Resilient Man Frankreich, Grossbritannien 2023 – 91min.
Filmkritik
Im Kopf von Steven McRae
Der auf Dokumentarfilme spezialisierte Regisseur Stéphane Carrel widmet sich dem Tanz-Superstar Steven McRae und erzählt von seinem Kampf, nach einer Verletzung wieder auf der Bühne zu stehen.
Steven McRae, der 2003 den Prix de Lausanne gewann, hat sich im Laufe der Jahre zu einer der wichtigsten Persönlichkeiten in der Welt des Tanzes entwickelt. Als Startänzer beim renommierten Royal Ballet in London steckte er sein Herz und seine Seele in seine Karriere, ohne sich um seine Gesundheit zu kümmern. Doch 2019 verletzt er sich während einer Aufführung. Obwohl zunächst alles für ihn vorbei zu sein scheint, kann er sich motivieren und investiert alles in seine Rehabilitation. Das Ziel des Künstlers: wieder tanzen zu können!
2019 präsentierte der Dokumentarfilmer Stéphane Carrel den Film «De rage et de danse», der sich mit einer Gruppe von Schüler:innen beschäftigte, die Mitglieder der Akademie der Opéra National de Paris waren. Im Jahr 2022 wechselte er mit der Miniserie «Seule la danse, une année au conservatoire de Paris», die auf arte.tv zu sehen war, zum Fernsehen. Jetzt kehrt er zum Langformat zurück und verlässt die junge Generation, um seine Kamera auf ein Talent zu richten, das bereits in der Kunstlandschaft etabliert ist.

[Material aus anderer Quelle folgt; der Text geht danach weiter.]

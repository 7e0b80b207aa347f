//! Publication records as returned by a metadata provider

use serde::{Deserialize, Serialize};

/// Bibliographic metadata for one publication
#[derive(Clone, Debug, PartialEq, Eq, Serialize, Deserialize)]
#[serde(rename_all = "camelCase")]
pub struct PublicationRecord {
    /// Provider-native identifier
    pub id: String,

    pub title: String,

    /// Display names, in author order
    #[serde(default)]
    pub authors: Vec<String>,

    pub year: Option<i32>,

    pub venue: Option<String>,

    /// Citation count reported by the provider (not the in-network degree)
    pub citation_count: Option<u64>,

    #[serde(rename = "abstract")]
    pub abstract_text: Option<String>,
}

impl PublicationRecord {
    /// Create a record with only an id and a title
    pub fn new(id: impl Into<String>, title: impl Into<String>) -> Self {
        Self {
            id: id.into(),
            title: title.into(),
            authors: Vec::new(),
            year: None,
            venue: None,
            citation_count: None,
            abstract_text: None,
        }
    }

    /// Author names joined for display
    pub fn author_line(&self) -> String {
        self.authors.join(", ")
    }
}

/// A fetched record together with its neighbor id lists
#[derive(Clone, Debug, PartialEq, Eq, Serialize, Deserialize)]
pub struct FetchedPaper {
    pub record: PublicationRecord,

    /// Ids of papers citing this one, in provider order
    #[serde(default)]
    pub citations: Vec<String>,

    /// Ids of papers this one cites, in provider order
    #[serde(default)]
    pub references: Vec<String>,
}

impl FetchedPaper {
    pub fn new(record: PublicationRecord) -> Self {
        Self {
            record,
            citations: Vec::new(),
            references: Vec::new(),
        }
    }

    pub fn cited_by<I, S>(mut self, ids: I) -> Self
    where
        I: IntoIterator<Item = S>,
        S: Into<String>,
    {
        self.citations.extend(ids.into_iter().map(Into::into));
        self
    }

    pub fn citing<I, S>(mut self, ids: I) -> Self
    where
        I: IntoIterator<Item = S>,
        S: Into<String>,
    {
        self.references.extend(ids.into_iter().map(Into::into));
        self
    }
}

#[cfg(test)]
mod tests {
    use super::*;

    #[test]
    fn test_record_serializes_camel_case() {
        let mut record = PublicationRecord::new("abc", "Attention Is All You Need");
        record.citation_count = Some(100);
        record.abstract_text = Some("Transformers".into());

        let json = serde_json::to_value(&record).unwrap();
        assert_eq!(json["citationCount"], 100);
        assert_eq!(json["abstract"], "Transformers");
    }

    #[test]
    fn test_author_line() {
        let mut record = PublicationRecord::new("abc", "Title");
        record.authors = vec!["Ada Lovelace".into(), "Alan Turing".into()];
        assert_eq!(record.author_line(), "Ada Lovelace, Alan Turing");
    }
}
//! Citation network analysis handlers

use axum::{
    extract::{rejection::JsonRejection, State},
    Json,
};
use citeforge_common::{
    errors::{AppError, Result},
    metrics::RequestMetrics,
    models::Direction,
};
use citeforge_network::{AnalysisReport, AnalysisRequest};
use serde::Deserialize;
use validator::Validate;

use super::validation_error;
use crate::AppState;

/// Analyze request; omitted bounds fall back to the `analysis` config
#[derive(Debug, Deserialize, Validate)]
#[serde(rename_all = "camelCase")]
pub struct AnalyzeRequest {
    /// Semantic Scholar id, DOI or arXiv id
    #[validate(length(min = 1, max = 256))]
    pub seed: String,

    #[validate(range(min = 1, max = 3))]
    pub depth: Option<u8>,

    /// citing_only, cited_by_only or both
    pub direction: Option<String>,

    #[validate(range(min = 1, max = 100))]
    pub max_papers: Option<usize>,
}

/// Build and analyze the citation network around a seed paper
pub async fn analyze(
    State(state): State<AppState>,
    payload: std::result::Result<Json<AnalyzeRequest>, JsonRejection>,
) -> Result<Json<AnalysisReport>> {
    let metrics = RequestMetrics::start("POST", "/v2/citations/analyze");

    let result = run_analysis(&state, payload).await;

    metrics.finish(match &result {
        Ok(_) => 200,
        Err(e) => e.status_code().as_u16(),
    });

    result.map(Json)
}

async fn run_analysis(
    state: &AppState,
    payload: std::result::Result<Json<AnalyzeRequest>, JsonRejection>,
) -> Result<AnalysisReport> {
    let Json(request) = payload.map_err(|e| AppError::InvalidFormat {
        message: e.body_text(),
    })?;

    request.validate().map_err(validation_error)?;

    let defaults = &state.config.analysis;
    let direction = match request.direction.as_deref() {
        Some(raw) => raw.parse::<Direction>().map_err(|message| AppError::Validation {
            message,
            field: Some("direction".to_string()),
        })?,
        None => defaults.default_direction,
    };

    let analysis = AnalysisRequest::new(request.seed)
        .with_depth(request.depth.unwrap_or(defaults.default_depth))
        .with_direction(direction)
        .with_max_papers(request.max_papers.unwrap_or(defaults.default_max_papers));

    state.analyzer.analyze(&analysis).await
}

Direkt nach seinem Unfall taucht die Kamera in die Privatsphäre von Steven McRae ein: von der Rehabilitation über die Proben bis hin zu seinem Familienleben. In Off-Kommentaren, vor der Kamera oder in Gesprächen mit seinem Umfeld kommentiert er die Auswirkungen des Unfalls auf sein Leben. Seine Geschichte ist die vieler Tänzer:innen, die, zwischen Kunst und Sport stehend, Angst vor einer Verletzung haben, die sie dazu zwingen könnte, ihren Traum zu aufzugeben.
«Resilient Man» ist vor allem für Tanzprofis und -enthusiast:innen interessant, aber auch Laien können sich von den Proben und den Ausschnitten aus den Aufführungen verzaubern lassen. Die Anziehungskraft von Steven McRae ist spürbar, seine Bewegungen faszinieren. Ob auf der Bühne oder vor der Kamera, alle Blicke sind auf ihn gerichtet. Stéphane Carrel versucht jedoch zu sehr, ihn auf ein Podest zu stellen, und verwandelt sein Subjekt fast in einen romantischen Helden, der den grössten Ballettaufführungen würdig ist, riskiert damit aber, an Spontaneität zu verlieren.
Das Umfeld des Tänzers, das im Laufe des Films allgegenwärtig ist, ist besonders still und unauffällig. In einer Szene, in der Steven McRae seinem Freund Federico Bonelli mehrmals das Wort abschneidet, wirken ihre Stimmen unter dem Gewicht des Stars wie erstickt. Und obwohl er mit seinem Film das immer noch vorhandene Tabu der Verletzungen in der Welt des Tanzes brechen wollte, begnügt sich Stéphane Carrel damit, lediglich ein heroisches Porträt einer grossen Persönlichkeit des Tanzes zu schaffen. Das Ergebnis bleibt dennoch interessant und wertvoll.